The game also sports a challenge mode, which has missions more comparable in length to the main story, but with the weirdness of the adventure maps. All modes are multiplayer capable, which is nice, but it has no online component, which is not nice. The couch multiplayer puts the player 1 screen on the WiiU’s gamepad, and player 2 gets the TV. The resolution drops for this to be possible, and framerate issues start to pop up, especially on the TV, but the setup is kind of a breath of fresh air. I threw away dozens of hours with a friend in the first weekend, talking smack into the wee hours while trying to rack up the higher kill count. It is purely co-operative gameplay, but a score counter like Super Mario 3D World would have been a welcome addition for the multiplayer, even if all I got was bragging rights. Half the fun of the first Super Smash Bros was trying to set new records for dozens of pointless stats, like top speed (you know, being bludgeoned through the air faster than your friends), most damage without dying, and fastest pitch (of the unfortunate friend who got the prize in being bludgeoned). These did nothing for the game, yet so much for the people playing it. We like numbers. We like it more when we have the biggest numbers. This is science.

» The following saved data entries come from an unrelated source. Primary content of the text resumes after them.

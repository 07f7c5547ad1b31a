//! `SeaORM` Entity for payments table.
//!
//! A payment row is immutable once recorded, except for the
//! `receipt_issued` flag.

use sea_orm::entity::prelude::*;
use serde::{Deserialize, Serialize};

#[derive(Clone, Debug, PartialEq, DeriveEntityModel, Eq, Serialize, Deserialize)]
#[sea_orm(table_name = "payments")]
pub struct Model {
    #[sea_orm(primary_key, auto_increment = false)]
    pub id: Uuid,
    pub enrollment_id: Uuid,
    pub amount_paise: i64,
    pub payment_date: Date,
    pub remarks: Option<String>,
    pub receipt_issued: bool,
    pub created_by: Uuid,
    pub created_at: DateTimeWithTimeZone,
}

#[derive(Copy, Clone, Debug, EnumIter, DeriveRelation)]
pub enum Relation {
    #[sea_orm(
        belongs_to = "super::enrollments::Entity",
        from = "Column::EnrollmentId",
        to = "super::enrollments::Column::Id"
    )]
    Enrollments,
    #[sea_orm(has_many = "super::payment_allocations::Entity")]
    PaymentAllocations,
}

impl Related<super::enrollments::Entity> for Entity {
    fn to() -> RelationDef {
        Relation::Enrollments.def()
    }
}

impl Related<super::payment_allocations::Entity> for Entity {
    fn to() -> RelationDef {
        Relation::PaymentAllocations.def()
    }
}

impl ActiveModelBehavior for ActiveModel {}
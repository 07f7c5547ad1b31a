//! Per-enrollment write serialization.
//!
//! All writes for one enrollment read the current ledger state, plan
//! against it, and persist the result. Two interleaved writers could both
//! plan against the same snapshot and over-allocate a month, so every
//! write path holds that enrollment's mutex across its whole
//! snapshot-plan-commit transaction. Reads take no lock; they see the
//! last committed state.

use std::sync::Arc;

use dashmap::DashMap;
use tokio::sync::{Mutex, OwnedMutexGuard};
use uuid::Uuid;

/// Registry of per-enrollment write mutexes.
///
/// Writers for the same enrollment must share one registry: clones of the
/// owning repository share it through an `Arc`. The registry grows with
/// the set of enrollments written to; entries are a pointer each and are
/// never evicted.
#[derive(Debug, Default)]
pub struct EnrollmentLocks {
    locks: DashMap<Uuid, Arc<Mutex<()>>>,
}

impl EnrollmentLocks {
    /// Creates an empty lock registry.
    #[must_use]
    pub fn new() -> Self {
        Self {
            locks: DashMap::new(),
        }
    }

    /// Acquires the write lock for one enrollment, waiting if another
    /// writer holds it.
    ///
    /// The returned guard keeps the mutex alive on its own; hold it until
    /// the write transaction has committed or rolled back.
    pub async fn acquire(&self, enrollment_id: Uuid) -> OwnedMutexGuard<()> {
        let mutex = self
            .locks
            .entry(enrollment_id)
            .or_default()
            .clone();
        mutex.lock_owned().await
    }
}
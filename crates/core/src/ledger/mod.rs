//! Monthly fee ledger logic.
//!
//! This module implements the core fee-ledger functionality:
//! - Per-month payment status derivation (paid / partial / due)
//! - Oldest-month-first waterfall allocation of payments
//! - Enrollment fee overviews (totals, per-month rows, last payment date)
//! - Validation for payment amounts and adjustment ranges
//! - Domain types and error types for ledger operations

pub mod error;
pub mod service;
pub mod status;
pub mod types;
pub mod waterfall;

#[cfg(test)]
mod service_props;
#[cfg(test)]
mod waterfall_props;

pub use error::LedgerError;
pub use service::LedgerService;
pub use status::{derive_status, monthly_status, outstanding_balance};
pub use types::{
    AddPaymentInput, AdjustFeeInput, FeeOverview, FeeStatus, MonthlyStatus, ObligationSnapshot,
    PaymentPlan, PaymentSnapshot, PlannedAllocation,
};
pub use waterfall::plan_waterfall;
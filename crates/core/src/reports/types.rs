//! Report data types.

use rust_decimal::Decimal;
use serde::{Deserialize, Serialize};
use shulka_shared::types::EnrollmentId;

/// School-wide fee collection summary.
#[derive(Debug, Clone, Default, PartialEq, Eq, Serialize, Deserialize)]
#[serde(rename_all = "camelCase")]
pub struct CollectionSummary {
    /// Number of enrollments covered.
    pub enrollments: usize,
    /// Sum of expected amounts across all enrollments.
    pub total_expected: Decimal,
    /// Sum of payment amounts across all enrollments.
    pub total_paid: Decimal,
    /// Sum of pending amounts; credits offset dues.
    pub total_pending: Decimal,
    /// Enrollments with nothing pending (including credits).
    pub cleared: usize,
    /// Enrollments with something paid and something pending.
    pub partially_paid: usize,
    /// Enrollments with nothing paid at all.
    pub unpaid: usize,
    /// Enrollments with a positive pending amount, largest first.
    pub defaulters: Vec<DefaulterRow>,
}

/// One defaulter line in a collection summary.
#[derive(Debug, Clone, PartialEq, Eq, Serialize, Deserialize)]
#[serde(rename_all = "camelCase")]
pub struct DefaulterRow {
    /// The enrollment that owes.
    pub enrollment_id: EnrollmentId,
    /// The pending amount (always positive).
    pub pending: Decimal,
}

All in all, this game fills a niche very close to my heart: bad day stress relief. Like Borderlands and Diablo, it’s hours of gleeful slaughter punctuated with fairly steady upgrades. Level up, upgrade skills, get better clubs to bludgeon bigger things. This one has a little more fanservice than most, but it’s lovingly-crafted fan service that never gets in the way of the gameplay. If anything, the nods to the Zelda franchise’s signature items have spiced up the old Warriors formula, and having Team Ninja around to spice up your combat never hurts, I suppose.

If you aren’t a Zelda fan, you might not enjoy Hyrule Warriors as much as someone like me, but it would still be fun to play for a while. Maybe play it at a friend’s place some night, if you’re really curious. I can, though, recommend it for just about anyone who enjoys Zelda and action games with light combat elements, even if you think you don’t like Dynasty Warriors games. It isn’t redefining genres or changing my worldview, but this Warriors game is just different enough that I don’t find it annoying. There, I said it. Score: “Not annoying” out of 10. If you know me at all, that’s about as glowing as I get.

Fine, 7.5/10. Thumbs up for combat, nostalgia, heart, and friendship, D- for innovation and story (story would have scored even lower if I hadn’t expected to be bored with it). Still better than Skyward Sword, though.